Task description –
Could you please find each line in the records that contains the word "PartialEq" and copy it?

Records for this task –
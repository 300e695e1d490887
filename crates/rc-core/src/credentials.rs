//! Fresh random credentials for each provisioning run
//!
//! Nothing here is persisted: passwords live in memory until they have been
//! shown to the user once.

use rand::rngs::OsRng;
use rand::Rng;
use std::fmt;

/// URL-safe alphabet, the same one base64url uses
const URL_SAFE: &[u8] = b"ABCDEFGHIJKLMNOPQRSTUVWXYZabcdefghijklmnopqrstuvwxyz0123456789-_";

/// Length of account passwords (32 random bytes, base64url encoded)
pub const TOKEN_LEN: usize = 43;

/// TurboVNC only looks at the first 8 characters of a password
pub const VNC_PASSWORD_LEN: usize = 8;

/// Generate a url-safe random token of `len` characters from the OS RNG
pub fn generate_token(len: usize) -> String {
    let mut rng = OsRng;
    (0..len)
        .map(|_| URL_SAFE[rng.gen_range(0..URL_SAFE.len())] as char)
        .collect()
}

/// Generate an account password
pub fn generate_password() -> String {
    generate_token(TOKEN_LEN)
}

/// Passwords for the VNC session
#[derive(Clone, PartialEq, Eq)]
pub struct VncPasswords {
    /// Full-control password
    pub password: String,
    /// View-only password
    pub view_only_password: String,
}

impl VncPasswords {
    /// Generate a fresh, distinct pair
    pub fn generate() -> Self {
        let password = generate_token(VNC_PASSWORD_LEN);
        let mut view_only_password = generate_token(VNC_PASSWORD_LEN);
        while view_only_password == password {
            view_only_password = generate_token(VNC_PASSWORD_LEN);
        }
        Self {
            password,
            view_only_password,
        }
    }

    /// Input expected by `vncpasswd -f`: password, then view-only password
    pub fn vncpasswd_input(&self) -> String {
        format!("{}\n{}\n", self.password, self.view_only_password)
    }
}

impl fmt::Debug for VncPasswords {
    fn fmt(&self, f: &mut fmt::Formatter<'_>) -> fmt::Result {
        f.debug_struct("VncPasswords")
            .field("password", &"<redacted>")
            .field("view_only_password", &"<redacted>")
            .finish()
    }
}

/// Everything secret generated during one run
#[derive(Clone, Default, PartialEq, Eq)]
pub struct Credentials {
    pub root_password: Option<String>,
    pub user_password: Option<String>,
    pub vnc: Option<VncPasswords>,
}

impl Credentials {
    /// Fresh root and user passwords (password authentication mode)
    pub fn generate_account_passwords() -> Self {
        let root_password = generate_password();
        let mut user_password = generate_password();
        while user_password == root_password {
            user_password = generate_password();
        }
        Self {
            root_password: Some(root_password),
            user_password: Some(user_password),
            vnc: None,
        }
    }
}

impl fmt::Debug for Credentials {
    fn fmt(&self, f: &mut fmt::Formatter<'_>) -> fmt::Result {
        let redact = |v: &Option<String>| v.as_ref().map(|_| "<redacted>");
        f.debug_struct("Credentials")
            .field("root_password", &redact(&self.root_password))
            .field("user_password", &redact(&self.user_password))
            .field("vnc", &self.vnc)
            .finish()
    }
}
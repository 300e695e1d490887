//! The provisioning session handed to every step
//!
//! Bundles the OS seam (commands, HTTP, progress) with the file layout and
//! scratch directory, so no step reaches for global state.

use std::path::{Path, PathBuf};

use crate::error::HttpError;
use crate::layout::SystemLayout;
use crate::traits::{CommandRunner, HttpClient, ProgressReporter};

/// Everything a provisioning step needs to touch the system
#[derive(Clone, Copy)]
pub struct ProvisionSession<'a> {
    pub runner: &'a dyn CommandRunner,
    pub http: &'a dyn HttpClient,
    pub progress: &'a dyn ProgressReporter,
    pub layout: &'a SystemLayout,
    /// Scratch directory for downloads and logs
    pub work_dir: &'a Path,
}

impl<'a> ProvisionSession<'a> {
    pub fn new(
        runner: &'a dyn CommandRunner,
        http: &'a dyn HttpClient,
        progress: &'a dyn ProgressReporter,
        layout: &'a SystemLayout,
        work_dir: &'a Path,
    ) -> Self {
        Self {
            runner,
            http,
            progress,
            layout,
            work_dir,
        }
    }

    /// Path of `name` inside the scratch directory
    pub fn work_path(&self, name: &str) -> PathBuf {
        self.work_dir.join(name)
    }

    /// Download `url` into the scratch directory as `name`
    pub async fn download(&self, url: &str, name: &str) -> Result<PathBuf, HttpError> {
        let dest = self.work_path(name);
        std::fs::create_dir_all(self.work_dir).map_err(|source| HttpError::Write {
            path: self.work_dir.to_path_buf(),
            source,
        })?;
        self.http.download(url, &dest).await?;
        Ok(dest)
    }
}

/// Write `contents` to `path`, creating the file with `mode` so it is never
/// readable by others, not even briefly. An existing file is truncated and
/// has its mode reset.
pub fn write_private(path: &Path, contents: impl AsRef<[u8]>, mode: u32) -> std::io::Result<()> {
    use std::io::Write;

    let mut options = std::fs::OpenOptions::new();
    options.write(true).create(true).truncate(true);
    #[cfg(unix)]
    {
        use std::os::unix::fs::OpenOptionsExt;
        options.mode(mode);
    }
    let mut file = options.open(path)?;
    set_mode(path, mode)?;
    file.write_all(contents.as_ref())
}

/// Set Unix permission bits on `path`
pub fn set_mode(path: &Path, mode: u32) -> std::io::Result<()> {
    #[cfg(unix)]
    {
        use std::os::unix::fs::PermissionsExt;
        std::fs::set_permissions(path, std::fs::Permissions::from_mode(mode))?;
    }
    #[cfg(not(unix))]
    {
        let _ = (path, mode);
    }
    Ok(())
}
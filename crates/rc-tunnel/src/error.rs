//! Tunnel errors

use std::path::PathBuf;
use std::time::Duration;
use thiserror::Error;

use rc_core::{CommandError, HttpError};

/// Errors while starting a tunnel client or reading its address
#[derive(Error, Debug)]
pub enum TunnelError {
    /// The client process died before the tunnel was up
    #[error("{client} exited with code {code} before the tunnel was established (see {log:?})")]
    ClientExited {
        client: &'static str,
        code: i32,
        log: PathBuf,
    },

    /// The client's local endpoint never answered
    #[error("{client} did not become ready within {waited:?}")]
    NotReady {
        client: &'static str,
        waited: Duration,
    },

    /// cloudflared never reported its public hostname
    #[error("Could not get the hostname of the Argo Tunnel after {attempts} attempts")]
    HostnameUnresolved { attempts: u32 },

    /// ngrok reported a public URL that is not `tcp://host:port`
    #[error("Unexpected public URL from ngrok: {0}")]
    InvalidPublicUrl(String),

    #[error("Unknown ngrok region '{0}' (expected one of: {1})")]
    InvalidRegion(String, String),

    /// ngrok cannot start without an auth token
    #[error("An ngrok authtoken is required")]
    MissingAuthToken,

    #[error(transparent)]
    Command(#[from] CommandError),

    #[error(transparent)]
    Http(#[from] HttpError),

    #[error("Failed to unpack {path:?}: {source}")]
    Archive {
        path: PathBuf,
        #[source]
        source: zip::result::ZipError,
    },

    #[error("I/O error on {path:?}: {source}")]
    Io {
        path: PathBuf,
        #[source]
        source: std::io::Error,
    },
}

Response area –
#[derive(Clone, PartialEq, Eq)]
#[derive(Clone, Default, PartialEq, Eq)]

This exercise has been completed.